• Exercise: Scan the records and identify every line in which the string "impl" occurs, then return those lines.

• Data shown:
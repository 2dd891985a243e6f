use serde::Deserialize;
use std::{
    fs,
    path::{Path, PathBuf},
    time::Duration,
};

use crate::error::Error;

pub const DEFAULT_MOMENTS_ENDPOINT: &str = "https://bereal.devin.rest/v1/moments/latest";
pub const DEFAULT_BROADCAST_ENDPOINT: &str = "https://api.line.me/v2/bot/message/broadcast";
pub const DEFAULT_REGION: &str = "asia-east";

const CONFIG_PATH_VAR: &str = "BENOTIFIED_CONFIG";
const API_KEY_VAR: &str = "BEREAL_API_KEY";

#[derive(Debug, Default, Deserialize)]
#[serde(default)]
pub struct Config {
    pub poller: PollerOptions,
    pub line: LineOptions,
}

#[derive(Debug, Deserialize)]
#[serde(default)]
pub struct PollerOptions {
    pub region: String,
    pub check_interval_secs: u64,
    pub timeout_secs: u64,
    pub endpoint: String,
}

impl Default for PollerOptions {
    fn default() -> Self {
        Self {
            region: DEFAULT_REGION.to_string(),
            check_interval_secs: 5,
            timeout_secs: 10,
            endpoint: DEFAULT_MOMENTS_ENDPOINT.to_string(),
        }
    }
}

impl PollerOptions {
    #[must_use]
    pub fn check_interval(&self) -> Duration {
        Duration::from_secs(self.check_interval_secs)
    }

    #[must_use]
    pub fn timeout(&self) -> Duration {
        Duration::from_secs(self.timeout_secs)
    }
}

#[derive(Debug, Deserialize)]
#[serde(default)]
pub struct LineOptions {
    pub endpoint: String,
    pub timeout_secs: u64,
}

impl Default for LineOptions {
    fn default() -> Self {
        Self {
            endpoint: DEFAULT_BROADCAST_ENDPOINT.to_string(),
            timeout_secs: 10,
        }
    }
}

impl LineOptions {
    #[must_use]
    pub fn timeout(&self) -> Duration {
        Duration::from_secs(self.timeout_secs)
    }
}

impl Config {
    /// Loads the configuration from `$BENOTIFIED_CONFIG`, falling back to
    /// `<config dir>/benotified/config.toml`.
    ///
    /// A missing file in the config dir is not an error: every option has a
    /// default. A file named by `$BENOTIFIED_CONFIG` must exist.
    ///
    /// # Errors
    ///
    /// Returns an error if the override file is missing, or if the file
    /// cannot be read or parsed.
    pub fn load() -> Result<Config, Error> {
        Self::load_located(config_path())
    }

    fn load_located(location: Option<ConfigPath>) -> Result<Config, Error> {
        match location {
            Some(ConfigPath::Override(path)) => Self::load_from(path),
            Some(ConfigPath::Default(path)) if path.exists() => Self::load_from(path),
            _ => Ok(Config::default()),
        }
    }

    /// Loads the configuration from an explicit TOML file.
    ///
    /// # Errors
    ///
    /// Returns an error if the file cannot be read, parsed, or holds invalid values.
    pub fn load_from<P: AsRef<Path>>(path: P) -> Result<Config, Error> {
        let content = fs::read_to_string(path)?;
        let config: Config = toml::from_str(&content)?;
        config.validate()?;
        Ok(config)
    }

    fn validate(&self) -> Result<(), Error> {
        if self.poller.region.is_empty() {
            return Err(Error::Config("poller.region must not be empty".to_string()));
        }
        if self.poller.check_interval_secs == 0 {
            return Err(Error::Config(
                "poller.check_interval_secs must be greater than zero".to_string(),
            ));
        }
        if self.poller.timeout_secs == 0 || self.line.timeout_secs == 0 {
            return Err(Error::Config(
                "timeout_secs must be greater than zero".to_string(),
            ));
        }
        Ok(())
    }
}

enum ConfigPath {
    Override(PathBuf),
    Default(PathBuf),
}

fn config_path() -> Option<ConfigPath> {
    if let Ok(path) = dotenvy::var(CONFIG_PATH_VAR) {
        return Some(ConfigPath::Override(PathBuf::from(path)));
    }
    dirs::config_dir().map(|dir| ConfigPath::Default(dir.join("benotified").join("config.toml")))
}

/// Reads the moments API key from the environment (or `.env`).
///
/// # Errors
///
/// Returns an error if `BEREAL_API_KEY` is unset or empty.
pub fn api_key() -> Result<String, Error> {
    non_empty_var(API_KEY_VAR)
}

pub(crate) fn non_empty_var(name: &str) -> Result<String, Error> {
    let value = dotenvy::var(name)?;
    if value.trim().is_empty() {
        return Err(Error::Config(format!("{name} environment variable is empty")));
    }
    Ok(value)
}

• Task solution:
impl Default for PollerOptions {
impl PollerOptions {
impl Default for LineOptions {
impl LineOptions {
impl Config {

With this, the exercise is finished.